The Court is required to screen complaints brought by prisoners seeking relief against a governmental entity or officer or employee of a governmental entity. 28 U.S.C. § 1915A(a). The Court must dismiss a complaint or portion thereof if the prisoner has raised claims that are legally "frivolous or malicious," that fail to state a claim upon which relief may be granted, or that seek monetary relief from a defendant who is immune from such relief. 28 U.S.C. § 1915A(b)(1),(2). "Notwithstanding any filing fee, or any portion thereof, that may have been paid, the court shall dismiss the case at any time if the court determines that . . . the action or appeal . . . fails to state a claim upon which relief may be granted." 28 U.S.C. § 1915(e)(2)(B)(ii).

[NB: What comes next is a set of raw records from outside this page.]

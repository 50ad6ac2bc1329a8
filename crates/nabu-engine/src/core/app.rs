use super::ctx::FrameCtx;

/// Control directive returned by app callbacks.
#[derive(Debug, Copy, Clone, Eq, PartialEq)]
pub enum AppControl {
    Continue,
    Exit,
}

/// Application contract implemented by higher layers.
pub trait App {
    /// Called once before the first frame.
    fn on_start(&mut self) {}

    /// Called once per frame.
    fn on_frame(&mut self, ctx: &mut FrameCtx<'_>) -> AppControl;

    /// Called once after the loop has stopped, whatever the reason.
    fn on_exit(&mut self) {}
}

A complaint must contain "a short and plain statement of the claim showing that the pleader is entitled to relief . . . ." Fed. R. Civ. P. 8(a)(2). Detailed factual allegations are not required, but "[t]hreadbare recitals of the elements of a cause of action, supported by mere conclusory statements, do not suffice." Ashcroft v. Iqbal, 556 U.S. 662, 678 (2009) (citing Bell Atl. Corp. v. Twombly, 550 U.S. 544, 555 (2007)). Plaintiff must set forth "sufficient factual matter, accepted as true, to 'state a claim to relief that is plausible on its face.'" Id. (quoting Twombly, 550 U.S. at 570). While factual allegations are accepted as true, legal conclusions are not. Id.
II. Summary Of First Amended Complaint
Plaintiff is incarcerated at John Latorraca Correctional Center in El Nido, California, where the events giving rise to this action occurred. Plaintiff names as Defendants: Mark Pazin, head sheriff of the Merced County Sheriff's Department; the County of Merced Board of Supervisors; Merced County Jail Sheriff's Department; Amanda Gibson, medical program manager of the California Forensic Medical Group for Merced County Jail; Dr. David, medical doctor; nurses Debbie and Dave, RNs; and Deputy Saldana.
Plaintiff alleges the following. On March 21, 2011, March 30, 2011, July 15, 2011, July 22, 2011, and July 24, 2011, Plaintiff wrote medical grievances complaining about not receiving appropriate medication and treatment for his right shoulder. Plaintiff complained of being over-charged for his medical treatment, such that he is charged $3.00 co-pay for what he considers to be follow-up treatment. Plaintiff was referred to see an orthopedic doctor, however, medical staff kept avoiding treatment for Plaintiff. On July 13, 2011, Plaintiff's pain medication was revoked. Plaintiff is in constant pain.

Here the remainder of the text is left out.